● TASK: Determine how many lines below contain the string "match" and give that number without anything else.

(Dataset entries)

——————————

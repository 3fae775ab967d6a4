//! Character-set handling for text entries.

use crate::{Error, Result};
pub use encoding_rs::Encoding;
use encoding_rs::UTF_8;
use std::fmt;

/// Labels that mean ISO-8859-1 proper. The WHATWG registry folds them into
/// windows-1252, which maps 0x80..=0x9F to punctuation.
const LATIN1_LABELS: &[&str] = &[
    "iso-8859-1",
    "iso8859-1",
    "iso88591",
    "iso_8859-1",
    "iso_8859-1:1987",
    "latin1",
    "l1",
    "iso-ir-100",
    "cp819",
    "ibm819",
    "csisolatin1",
];

/// A resolved text encoding
#[derive(Clone, Copy, PartialEq, Eq)]
pub enum Charset {
    /// ISO-8859-1: every byte is the code point of the same value
    Latin1,
    Whatwg(&'static Encoding),
}

impl Charset {
    pub fn utf8() -> Charset {
        Charset::Whatwg(UTF_8)
    }

    pub fn name(&self) -> &'static str {
        match self {
            Charset::Latin1 => "ISO-8859-1",
            Charset::Whatwg(encoding) => encoding.name(),
        }
    }
}

impl Default for Charset {
    fn default() -> Self {
        Charset::utf8()
    }
}

impl fmt::Debug for Charset {
    fn fmt(&self, f: &mut fmt::Formatter<'_>) -> fmt::Result {
        f.write_str(self.name())
    }
}

/// Resolve an encoding label (`"UTF-8"`, `"latin1"`, `"Shift_JIS"`, ...).
pub fn lookup(label: &str) -> Result<Charset> {
    let trimmed = label.trim();
    if LATIN1_LABELS.iter().any(|l| l.eq_ignore_ascii_case(trimmed)) {
        return Ok(Charset::Latin1);
    }
    Encoding::for_label(trimmed.as_bytes())
        .map(Charset::Whatwg)
        .ok_or_else(|| Error::UnsupportedEncoding(label.to_string()))
}

pub fn is_supported(label: &str) -> bool {
    lookup(label).is_ok()
}

/// Whether bytes in `charset` need converting to become UTF-8 text
pub fn is_necessary(charset: Charset) -> bool {
    charset != Charset::utf8()
}

/// Decode entry bytes into UTF-8 text. Malformed sequences become U+FFFD.
pub fn decode(bytes: Vec<u8>, charset: Charset) -> String {
    match charset {
        Charset::Latin1 => bytes.iter().map(|b| char::from(*b)).collect(),
        Charset::Whatwg(encoding) if encoding == UTF_8 => match String::from_utf8(bytes) {
            Ok(text) => text,
            Err(e) => String::from_utf8_lossy(&e.into_bytes()).into_owned(),
        },
        Charset::Whatwg(encoding) => {
            let (text, _) = encoding.decode_without_bom_handling(&bytes);
            text.into_owned()
        }
    }
}

/// Encode UTF-8 text into `charset`. Characters it cannot represent become
/// `&#N;` references. UTF-16 labels encode as UTF-8, since the WHATWG
/// encoders never produce UTF-16.
pub fn encode(text: &str, charset: Charset) -> Vec<u8> {
    match charset {
        Charset::Latin1 => {
            let mut bytes = Vec::with_capacity(text.len());
            for c in text.chars() {
                match u8::try_from(u32::from(c)) {
                    Ok(b) => bytes.push(b),
                    Err(_) => bytes.extend_from_slice(format!("&#{};", u32::from(c)).as_bytes()),
                }
            }
            bytes
        }
        Charset::Whatwg(encoding) if encoding == UTF_8 => text.as_bytes().to_vec(),
        Charset::Whatwg(encoding) => {
            let (bytes, _, _) = encoding.encode(text);
            bytes.into_owned()
        }
    }
}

——————————

● WORKED SOLUTION: 5